**Source information**.
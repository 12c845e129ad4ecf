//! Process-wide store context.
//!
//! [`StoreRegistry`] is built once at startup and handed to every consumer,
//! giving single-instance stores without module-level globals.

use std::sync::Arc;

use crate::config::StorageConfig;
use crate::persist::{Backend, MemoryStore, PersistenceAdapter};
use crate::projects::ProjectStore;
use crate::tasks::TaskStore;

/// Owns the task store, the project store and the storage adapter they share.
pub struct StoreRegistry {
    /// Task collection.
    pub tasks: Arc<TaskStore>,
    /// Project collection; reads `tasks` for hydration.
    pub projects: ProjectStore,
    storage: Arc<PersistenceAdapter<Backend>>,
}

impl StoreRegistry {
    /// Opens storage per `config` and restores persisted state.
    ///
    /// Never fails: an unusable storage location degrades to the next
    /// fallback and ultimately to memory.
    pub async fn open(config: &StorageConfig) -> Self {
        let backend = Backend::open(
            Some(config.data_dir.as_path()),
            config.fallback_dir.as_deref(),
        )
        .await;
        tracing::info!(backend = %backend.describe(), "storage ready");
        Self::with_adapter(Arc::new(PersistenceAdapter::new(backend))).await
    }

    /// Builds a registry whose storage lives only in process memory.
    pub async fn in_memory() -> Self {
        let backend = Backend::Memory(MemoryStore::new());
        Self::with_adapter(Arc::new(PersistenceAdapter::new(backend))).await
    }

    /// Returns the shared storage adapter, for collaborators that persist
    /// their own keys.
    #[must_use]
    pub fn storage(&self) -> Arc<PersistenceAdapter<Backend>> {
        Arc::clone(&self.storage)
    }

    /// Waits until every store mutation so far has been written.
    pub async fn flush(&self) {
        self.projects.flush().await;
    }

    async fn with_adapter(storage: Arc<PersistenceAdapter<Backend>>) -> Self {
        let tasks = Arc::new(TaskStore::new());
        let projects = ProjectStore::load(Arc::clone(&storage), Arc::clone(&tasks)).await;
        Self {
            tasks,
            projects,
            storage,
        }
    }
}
---
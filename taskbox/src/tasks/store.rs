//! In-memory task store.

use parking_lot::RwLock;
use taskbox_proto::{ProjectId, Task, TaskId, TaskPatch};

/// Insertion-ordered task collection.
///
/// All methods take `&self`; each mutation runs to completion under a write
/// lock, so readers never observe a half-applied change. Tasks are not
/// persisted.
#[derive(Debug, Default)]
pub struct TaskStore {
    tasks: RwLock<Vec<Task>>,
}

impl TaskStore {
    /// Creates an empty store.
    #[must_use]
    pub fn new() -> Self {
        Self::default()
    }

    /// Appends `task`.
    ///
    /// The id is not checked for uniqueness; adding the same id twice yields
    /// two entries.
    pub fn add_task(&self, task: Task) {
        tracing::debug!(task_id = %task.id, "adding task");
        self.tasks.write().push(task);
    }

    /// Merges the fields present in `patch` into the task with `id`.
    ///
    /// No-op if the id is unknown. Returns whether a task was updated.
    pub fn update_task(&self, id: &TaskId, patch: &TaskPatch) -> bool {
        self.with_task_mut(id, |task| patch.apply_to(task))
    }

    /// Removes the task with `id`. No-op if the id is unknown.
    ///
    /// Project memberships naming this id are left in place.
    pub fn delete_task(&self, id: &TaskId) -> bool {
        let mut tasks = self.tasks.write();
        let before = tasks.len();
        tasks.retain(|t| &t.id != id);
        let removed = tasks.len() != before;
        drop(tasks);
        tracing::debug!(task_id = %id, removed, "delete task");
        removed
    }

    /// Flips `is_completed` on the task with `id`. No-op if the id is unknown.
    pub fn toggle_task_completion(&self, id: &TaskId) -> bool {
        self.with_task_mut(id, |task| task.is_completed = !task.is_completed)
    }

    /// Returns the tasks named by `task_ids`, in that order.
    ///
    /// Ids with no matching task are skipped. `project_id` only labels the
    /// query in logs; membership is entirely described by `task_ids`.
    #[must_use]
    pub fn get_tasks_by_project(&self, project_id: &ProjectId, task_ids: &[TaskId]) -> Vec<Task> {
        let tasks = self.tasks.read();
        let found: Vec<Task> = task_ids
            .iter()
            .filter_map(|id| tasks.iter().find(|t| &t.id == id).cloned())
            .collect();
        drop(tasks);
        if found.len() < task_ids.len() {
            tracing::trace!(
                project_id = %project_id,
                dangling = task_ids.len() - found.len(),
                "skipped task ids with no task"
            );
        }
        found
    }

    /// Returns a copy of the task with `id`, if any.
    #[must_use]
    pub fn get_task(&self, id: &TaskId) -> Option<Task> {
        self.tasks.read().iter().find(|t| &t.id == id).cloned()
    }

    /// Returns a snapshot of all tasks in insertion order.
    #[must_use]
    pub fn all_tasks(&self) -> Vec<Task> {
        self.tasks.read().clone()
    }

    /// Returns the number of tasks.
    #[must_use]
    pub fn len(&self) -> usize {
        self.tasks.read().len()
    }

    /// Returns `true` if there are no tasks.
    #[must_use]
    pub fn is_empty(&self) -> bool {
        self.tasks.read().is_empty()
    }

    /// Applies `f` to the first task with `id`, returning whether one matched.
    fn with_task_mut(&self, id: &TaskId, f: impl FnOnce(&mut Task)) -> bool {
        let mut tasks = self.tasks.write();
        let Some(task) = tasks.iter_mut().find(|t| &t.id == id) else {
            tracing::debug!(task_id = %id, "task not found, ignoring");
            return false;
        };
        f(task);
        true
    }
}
--
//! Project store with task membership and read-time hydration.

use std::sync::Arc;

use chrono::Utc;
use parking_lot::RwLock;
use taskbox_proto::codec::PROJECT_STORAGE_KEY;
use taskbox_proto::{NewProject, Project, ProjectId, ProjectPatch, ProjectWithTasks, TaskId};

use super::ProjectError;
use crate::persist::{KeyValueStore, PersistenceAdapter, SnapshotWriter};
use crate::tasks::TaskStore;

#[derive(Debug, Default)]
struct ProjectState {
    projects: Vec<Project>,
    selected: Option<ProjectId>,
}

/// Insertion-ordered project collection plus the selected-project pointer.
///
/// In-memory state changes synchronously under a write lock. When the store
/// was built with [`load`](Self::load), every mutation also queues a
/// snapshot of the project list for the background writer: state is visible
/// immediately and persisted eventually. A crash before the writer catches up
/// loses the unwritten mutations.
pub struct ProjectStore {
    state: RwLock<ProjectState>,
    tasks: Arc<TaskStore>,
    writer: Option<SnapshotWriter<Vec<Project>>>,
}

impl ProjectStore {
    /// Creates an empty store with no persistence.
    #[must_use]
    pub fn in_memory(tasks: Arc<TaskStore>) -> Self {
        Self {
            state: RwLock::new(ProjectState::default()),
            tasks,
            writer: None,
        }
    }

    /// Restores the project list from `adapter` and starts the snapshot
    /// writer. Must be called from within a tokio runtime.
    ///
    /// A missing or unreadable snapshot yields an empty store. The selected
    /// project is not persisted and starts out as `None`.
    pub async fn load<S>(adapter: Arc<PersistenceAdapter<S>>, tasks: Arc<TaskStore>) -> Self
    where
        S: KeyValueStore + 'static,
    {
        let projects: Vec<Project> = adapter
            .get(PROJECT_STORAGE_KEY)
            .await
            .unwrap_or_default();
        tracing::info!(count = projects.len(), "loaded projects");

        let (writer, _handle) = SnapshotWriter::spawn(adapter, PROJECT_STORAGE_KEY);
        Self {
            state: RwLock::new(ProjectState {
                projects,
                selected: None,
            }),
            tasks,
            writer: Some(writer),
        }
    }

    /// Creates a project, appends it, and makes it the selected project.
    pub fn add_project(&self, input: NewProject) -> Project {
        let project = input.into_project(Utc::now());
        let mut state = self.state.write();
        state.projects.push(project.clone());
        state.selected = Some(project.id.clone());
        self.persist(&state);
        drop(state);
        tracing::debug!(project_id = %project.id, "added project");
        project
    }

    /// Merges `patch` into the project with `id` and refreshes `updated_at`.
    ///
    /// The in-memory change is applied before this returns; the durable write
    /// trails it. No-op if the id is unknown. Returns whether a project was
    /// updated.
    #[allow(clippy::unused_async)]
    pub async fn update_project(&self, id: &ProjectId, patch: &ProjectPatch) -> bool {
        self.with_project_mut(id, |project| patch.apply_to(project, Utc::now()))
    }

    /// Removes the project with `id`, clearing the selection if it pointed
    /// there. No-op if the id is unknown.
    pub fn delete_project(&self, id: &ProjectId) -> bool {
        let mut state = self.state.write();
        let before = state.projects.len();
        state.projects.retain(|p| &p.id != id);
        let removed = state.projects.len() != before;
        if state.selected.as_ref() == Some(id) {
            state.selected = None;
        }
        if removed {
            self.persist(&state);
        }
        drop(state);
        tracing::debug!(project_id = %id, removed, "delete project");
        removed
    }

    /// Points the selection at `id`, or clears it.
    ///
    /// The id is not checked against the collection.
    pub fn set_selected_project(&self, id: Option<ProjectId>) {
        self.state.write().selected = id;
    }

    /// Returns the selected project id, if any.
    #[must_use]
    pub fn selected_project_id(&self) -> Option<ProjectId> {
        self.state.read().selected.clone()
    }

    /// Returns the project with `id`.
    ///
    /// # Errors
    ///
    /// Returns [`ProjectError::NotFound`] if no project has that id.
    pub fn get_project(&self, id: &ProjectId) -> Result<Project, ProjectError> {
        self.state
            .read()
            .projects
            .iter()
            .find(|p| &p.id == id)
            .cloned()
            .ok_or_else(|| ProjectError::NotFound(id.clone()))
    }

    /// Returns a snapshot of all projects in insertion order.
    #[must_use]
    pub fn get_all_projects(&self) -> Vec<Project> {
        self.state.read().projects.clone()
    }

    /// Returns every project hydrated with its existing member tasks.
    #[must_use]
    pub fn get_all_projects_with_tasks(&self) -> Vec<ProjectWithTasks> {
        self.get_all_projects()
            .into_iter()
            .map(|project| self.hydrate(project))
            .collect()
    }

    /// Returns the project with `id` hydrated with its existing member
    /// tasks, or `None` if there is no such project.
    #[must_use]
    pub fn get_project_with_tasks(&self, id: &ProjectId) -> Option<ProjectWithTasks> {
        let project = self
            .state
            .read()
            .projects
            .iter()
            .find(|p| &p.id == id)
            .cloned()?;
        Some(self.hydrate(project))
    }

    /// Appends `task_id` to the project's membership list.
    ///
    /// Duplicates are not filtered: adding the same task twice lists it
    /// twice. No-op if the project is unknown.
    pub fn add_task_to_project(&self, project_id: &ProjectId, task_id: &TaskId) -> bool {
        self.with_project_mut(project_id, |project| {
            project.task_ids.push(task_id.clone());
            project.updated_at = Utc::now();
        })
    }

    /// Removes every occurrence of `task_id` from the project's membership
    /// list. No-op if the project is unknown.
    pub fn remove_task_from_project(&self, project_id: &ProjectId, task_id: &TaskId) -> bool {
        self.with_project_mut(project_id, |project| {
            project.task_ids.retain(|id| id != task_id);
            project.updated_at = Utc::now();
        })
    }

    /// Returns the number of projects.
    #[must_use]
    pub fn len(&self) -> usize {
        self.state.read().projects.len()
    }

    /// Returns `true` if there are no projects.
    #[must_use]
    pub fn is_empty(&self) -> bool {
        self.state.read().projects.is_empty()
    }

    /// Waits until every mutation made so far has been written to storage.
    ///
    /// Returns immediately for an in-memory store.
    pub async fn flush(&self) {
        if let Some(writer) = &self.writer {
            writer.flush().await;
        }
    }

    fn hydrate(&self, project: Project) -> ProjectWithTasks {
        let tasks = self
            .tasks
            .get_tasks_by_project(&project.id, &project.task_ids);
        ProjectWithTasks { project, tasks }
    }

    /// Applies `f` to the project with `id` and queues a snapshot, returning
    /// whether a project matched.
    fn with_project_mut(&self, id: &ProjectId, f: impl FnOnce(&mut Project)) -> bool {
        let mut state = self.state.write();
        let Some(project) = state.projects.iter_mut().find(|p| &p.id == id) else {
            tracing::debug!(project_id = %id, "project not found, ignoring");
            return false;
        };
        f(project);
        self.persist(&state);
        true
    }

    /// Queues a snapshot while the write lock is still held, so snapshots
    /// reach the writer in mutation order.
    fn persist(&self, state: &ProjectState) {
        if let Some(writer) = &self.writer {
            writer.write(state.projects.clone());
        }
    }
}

**Work item**. In the entries above, find the line with "let removed = state.projects.len()" and the line with "or clears it.", then set down exactly those two and every line between them, nothing else.

**Solution to this exercise**.
        let removed = state.projects.len() != before;
        if state.selected.as_ref() == Some(id) {
            state.selected = None;
        }
        if removed {
            self.persist(&state);
        }
        drop(state);
        tracing::debug!(project_id = %id, removed, "delete project");
        removed
    }

    /// Points the selection at `id`, or clears it.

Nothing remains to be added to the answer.